> **EXERCISE DETAILS**: Among the lines below, count those with "before". Give only the number.

-=-=-

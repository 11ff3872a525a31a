/// A single acquired frame.
///
/// Short-lived: holding the surface texture blocks acquisition of the next one.
pub struct GpuFrame {
    pub surface_texture: wgpu::SurfaceTexture,
    pub view: wgpu::TextureView,
    pub encoder: wgpu::CommandEncoder,
}

/// High-level response after a surface error.
#[derive(Debug, Copy, Clone, Eq, PartialEq)]
pub enum SurfaceErrorAction {
    /// Surface was reconfigured; rendering may resume next frame.
    Reconfigured,
    /// Transient error; skip the current frame.
    SkipFrame,
    /// Fatal error (commonly OOM); terminate gracefully.
    Fatal,
}

impl SurfaceErrorAction {
    /// Maps a swapchain error to the action the runtime should take.
    pub fn classify(err: &wgpu::SurfaceError) -> Self {
        match err {
            wgpu::SurfaceError::Lost | wgpu::SurfaceError::Outdated => Self::Reconfigured,
            wgpu::SurfaceError::OutOfMemory => Self::Fatal,
            wgpu::SurfaceError::Timeout | wgpu::SurfaceError::Other => Self::SkipFrame,
        }
    }
}

#[cfg(test)]
mod tests {
    use super::*;

    #[test]
    fn lost_and_outdated_reconfigure() {
        assert_eq!(SurfaceErrorAction::classify(&wgpu::SurfaceError::Lost), SurfaceErrorAction::Reconfigured);
        assert_eq!(SurfaceErrorAction::classify(&wgpu::SurfaceError::Outdated), SurfaceErrorAction::Reconfigured);
    }

    #[test]
    fn timeout_skips_and_oom_is_fatal() {
        assert_eq!(SurfaceErrorAction::classify(&wgpu::SurfaceError::Timeout), SurfaceErrorAction::SkipFrame);
        assert_eq!(SurfaceErrorAction::classify(&wgpu::SurfaceError::OutOfMemory), SurfaceErrorAction::Fatal);
    }
}
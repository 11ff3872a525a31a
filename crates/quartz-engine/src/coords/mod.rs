//! Coordinate and geometry types shared across engine renderers and UI.
//!
//! Canonical CPU space:
//! - Logical pixels (DPI-aware)
//! - Origin top-left
//! - +X right, +Y down
//!
//! Angles are in degrees. With +Y down, increasing angles turn clockwise on
//! screen; 0° points along +X (3 o'clock).
//!
//! Renderers convert to NDC in shaders using a viewport uniform.

mod rect;
mod vec2;
mod viewport;

pub use rect::Rect;
pub use vec2::Vec2;
pub use viewport::Viewport;
use winit::window::{Window, WindowId};

use crate::coords::Viewport;
use crate::device::{Gpu, SurfaceErrorAction};
use crate::paint::Color;
use crate::render::{RenderCtx, RenderTarget};
use crate::time::Scheduler;
use crate::window::RuntimeCtx;

use super::app::AppControl;

/// Per-window handles and immutable window metadata.
pub struct WindowCtx<'a> {
    pub id: WindowId,
    pub window: &'a Window,
}

impl<'a> WindowCtx<'a> {
    /// Returns the logical window size as `(width, height)` in logical pixels.
    pub fn logical_size(&self) -> (f32, f32) {
        let phys = self.window.inner_size();
        let scale = self.window.scale_factor();
        let logi: winit::dpi::LogicalSize<f64> = phys.to_logical(scale);
        (logi.width as f32, logi.height as f32)
    }

    pub fn scale_factor(&self) -> f32 {
        self.window.scale_factor() as f32
    }
}

/// Per-frame context passed to `core::App::on_frame`.
///
/// Lifetimes:
/// - `'a` is the duration of the callback invocation
/// - `'w` is the window-borrow lifetime carried by `Gpu<'w>`
pub struct FrameCtx<'a, 'w> {
    pub window: WindowCtx<'a>,
    pub gpu: &'a mut Gpu<'w>,
    /// Delayed redraw requests for this window.
    pub scheduler: &'a Scheduler,
    pub runtime: &'a mut RuntimeCtx,
}

impl<'a, 'w> FrameCtx<'a, 'w> {
    /// Clears the surface with `clear`, calls `draw` with a ready [`RenderCtx`] and
    /// [`RenderTarget`], then presents the frame.
    ///
    /// Surface errors skip the frame; only a fatal error returns
    /// [`AppControl::Exit`].
    pub fn render<F>(&mut self, clear: Color, draw: F) -> AppControl
    where
        F: FnOnce(&RenderCtx<'_>, &mut RenderTarget<'_>),
    {
        let (w, h) = self.window.logical_size();
        let scale_factor = self.window.scale_factor();

        let mut frame = match self.gpu.begin_frame() {
            Ok(f) => f,
            Err(err) => {
                log::debug!("skipping frame: {err}");
                let action = self.gpu.handle_surface_error(err);
                if action == SurfaceErrorAction::Fatal {
                    log::error!("unrecoverable surface error; exiting");
                    return AppControl::Exit;
                }
                return AppControl::Continue;
            }
        };

        // Clear pass, dropped before the encoder is moved into submit().
        {
            let _rpass = frame.encoder.begin_render_pass(&wgpu::RenderPassDescriptor {
                label: Some("quartz clear"),
                color_attachments: &[Some(wgpu::RenderPassColorAttachment {
                    view: &frame.view,
                    resolve_target: None,
                    ops: wgpu::Operations {
                        load: wgpu::LoadOp::Clear(wgpu::Color {
                            r: clear.r as f64,
                            g: clear.g as f64,
                            b: clear.b as f64,
                            a: clear.a as f64,
                        }),
                        store: wgpu::StoreOp::Store,
                    },
                    depth_slice: None,
                })],
                depth_stencil_attachment: None,
                timestamp_writes: None,
                occlusion_query_set: None,
                multiview_mask: None,
            });
        }

        let rctx = RenderCtx::new(
            self.gpu.device(),
            self.gpu.queue(),
            self.gpu.surface_format(),
            Viewport::new(w, h),
            scale_factor,
        );

        // RenderTarget borrows frame.encoder; dropped before submit() takes frame.
        {
            let mut target = RenderTarget::new(&mut frame.encoder, &frame.view);
            draw(&rctx, &mut target);
        }

        self.window.window.pre_present_notify();
        self.gpu.submit(frame);

        AppControl::Continue
    }
}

-=-=-

> **TASK RESPONSE**: 2